There is an incident in one of Saiichi Maruya’s novels in which the elder brother evades the draft, and his little brother at school is beaten by a military officer because of the elder brother’s crime. This would be absolutely inconceivable in Britain, even if the elder brother had done something much more serious-had been an active is traitor for example. It would be so absolutely contrary to the principle of “fairness”. No doubt it could not happen in Japan now either.

British schoolboys used to have a famous phrase to describe a very strict master: “He’s a beast, but he’s a just beast.” Provided the strictness is directed equally towards all the pupils, then the schoolboys will respect that master, however strict he is. But if he is unfair, if the punishments do not correspond to actual offences, or if he has favourites and some whom he specially persecutes, then he is not respected.

The mania for fairness in everything can of course go too far, as I have already mentioned. I remember seeing a Japanese university which did not have much money, and there were just two table-tennis tables. The rule was, apparently, that the winner of a match stayed on the table, and the next in the queue came up and challenged him. If the new man won, he would go to the other end of the table and stay there until he was beaten. Of course the effect was that the two best players simply stayed there for an hour, and all the others came up to play against them.

This could never happen in a British university; each pair (or foursome) would wait in the queue, and each time there would be a complete change. So everyone would get the same time on the table.

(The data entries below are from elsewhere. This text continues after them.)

use async_trait::async_trait;
use std::path::PathBuf;
use std::process::Stdio;
use std::time::Duration;
use tokio::io::AsyncWriteExt;
use tracing::{debug, info, warn};
use which::which;

use super::{ExportError, PdfRenderer};
use crate::config::ExportConfig;

const DEFAULT_BINARY: &str = "wkhtmltopdf";

/// Renders PDFs by piping HTML through the `wkhtmltopdf` binary.
pub struct WkhtmltopdfRenderer {
    command: String,
    timeout: Duration,
}

impl WkhtmltopdfRenderer {
    pub fn new(command: impl Into<String>, timeout_seconds: u64) -> Self {
        Self {
            command: command.into(),
            timeout: Duration::from_secs(timeout_seconds),
        }
    }

    pub fn from_config(config: &ExportConfig) -> Self {
        let command = config
            .wkhtmltopdf_path
            .clone()
            .filter(|p| !p.trim().is_empty())
            .unwrap_or_else(|| DEFAULT_BINARY.to_string());
        Self::new(command, config.timeout_seconds)
    }

    /// Resolve the configured command to an executable path.
    pub fn resolve(&self) -> Result<PathBuf, ExportError> {
        which(&self.command).map_err(|_| ExportError::RendererNotFound(self.command.clone()))
    }

    pub fn is_available(&self) -> bool {
        self.resolve().is_ok()
    }
}

#[async_trait]
impl PdfRenderer for WkhtmltopdfRenderer {
    fn name(&self) -> &'static str {
        "wkhtmltopdf"
    }

    async fn render(&self, html: &str) -> Result<Vec<u8>, ExportError> {
        let binary = self.resolve()?;
        info!("Rendering {} chars of HTML with {:?}", html.len(), binary);

        let mut child = tokio::process::Command::new(&binary)
            .args(["--quiet", "--encoding", "utf-8", "-", "-"])
            .stdin(Stdio::piped())
            .stdout(Stdio::piped())
            .stderr(Stdio::piped())
            .kill_on_drop(true)
            .spawn()
            .map_err(ExportError::Spawn)?;

        // Feed stdin concurrently so a renderer streaming output early cannot
        // deadlock against a full pipe.
        let writer = child.stdin.take().map(|mut stdin| {
            let html = html.to_owned();
            tokio::spawn(async move {
                let result = stdin.write_all(html.as_bytes()).await;
                // Dropping stdin signals EOF
                drop(stdin);
                result
            })
        });

        let output = match tokio::time::timeout(self.timeout, child.wait_with_output()).await {
            Ok(result) => {
                let output = result?;
                if let Some(writer) = writer {
                    if let Ok(Err(e)) = writer.await {
                        debug!("PDF renderer closed stdin early: {}", e);
                    }
                }
                output
            }
            Err(_) => {
                warn!(
                    "PDF renderer timed out after {}s (process will be killed)",
                    self.timeout.as_secs()
                );
                return Err(ExportError::Timeout(self.timeout.as_secs()));
            }
        };

        if !output.status.success() {
            let stderr = String::from_utf8_lossy(&output.stderr).trim().to_string();
            warn!("PDF renderer exited with {}: {}", output.status, stderr);
            return Err(ExportError::Failed {
                status: output.status.to_string(),
                stderr,
            });
        }

        if output.stdout.is_empty() {
            return Err(ExportError::EmptyOutput);
        }

        debug!("Rendered PDF: {} bytes", output.stdout.len());
        Ok(output.stdout)
    }
}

But still, I could see a certain advantage in the Japanese system, if the purpose is to attain a high standard of table tennis. Because it meant that everyone, even the weakest player, could have a chance of a game with the champions; whereas with the British system, the good players generally play together, and the weak players also have to play together. Thus the weak players do not necessarily get much chance of improving their game by playing against strong opponents.

I suppose the British view is, that most of the students only wish to play table tennis as an amusement, and the main thing for them is to be able to play with opponents about their own level. The university team should book the table for an hour at some time in the evening to train with each other. That will be better training than playing against weak players. Such would be the British idea.

I am inclined to think that there is something typical here of the difference between the two countries. The British system is on the surface very just and fair. The Japanese system is not is so just and fair, but hidden in it there is a certain feeling for the weaker ones, and it does in fact give them some opportunities which they do not get under the absolutely “fair” system.

Training in Waiting

One of the pillars of a British up-bringing is that small children are introduced to the reality- principle while they are still very young. Normally a baby follows the pleasure-principle. He expects his demands for pleasure-food, warmth, attention-to be gratified immediately, and if they are not, he cries or rages. Freud described
All this, though he also believed that the libido, the desire for pleasure, was somehow sexual, even in babies.

Besides the pleasure-principle, he postulated a reality-principle, which is recognition that an individual’s demands for pleasure are only one element in a vast and complex environment, and as a result have to be subjected to conscious control.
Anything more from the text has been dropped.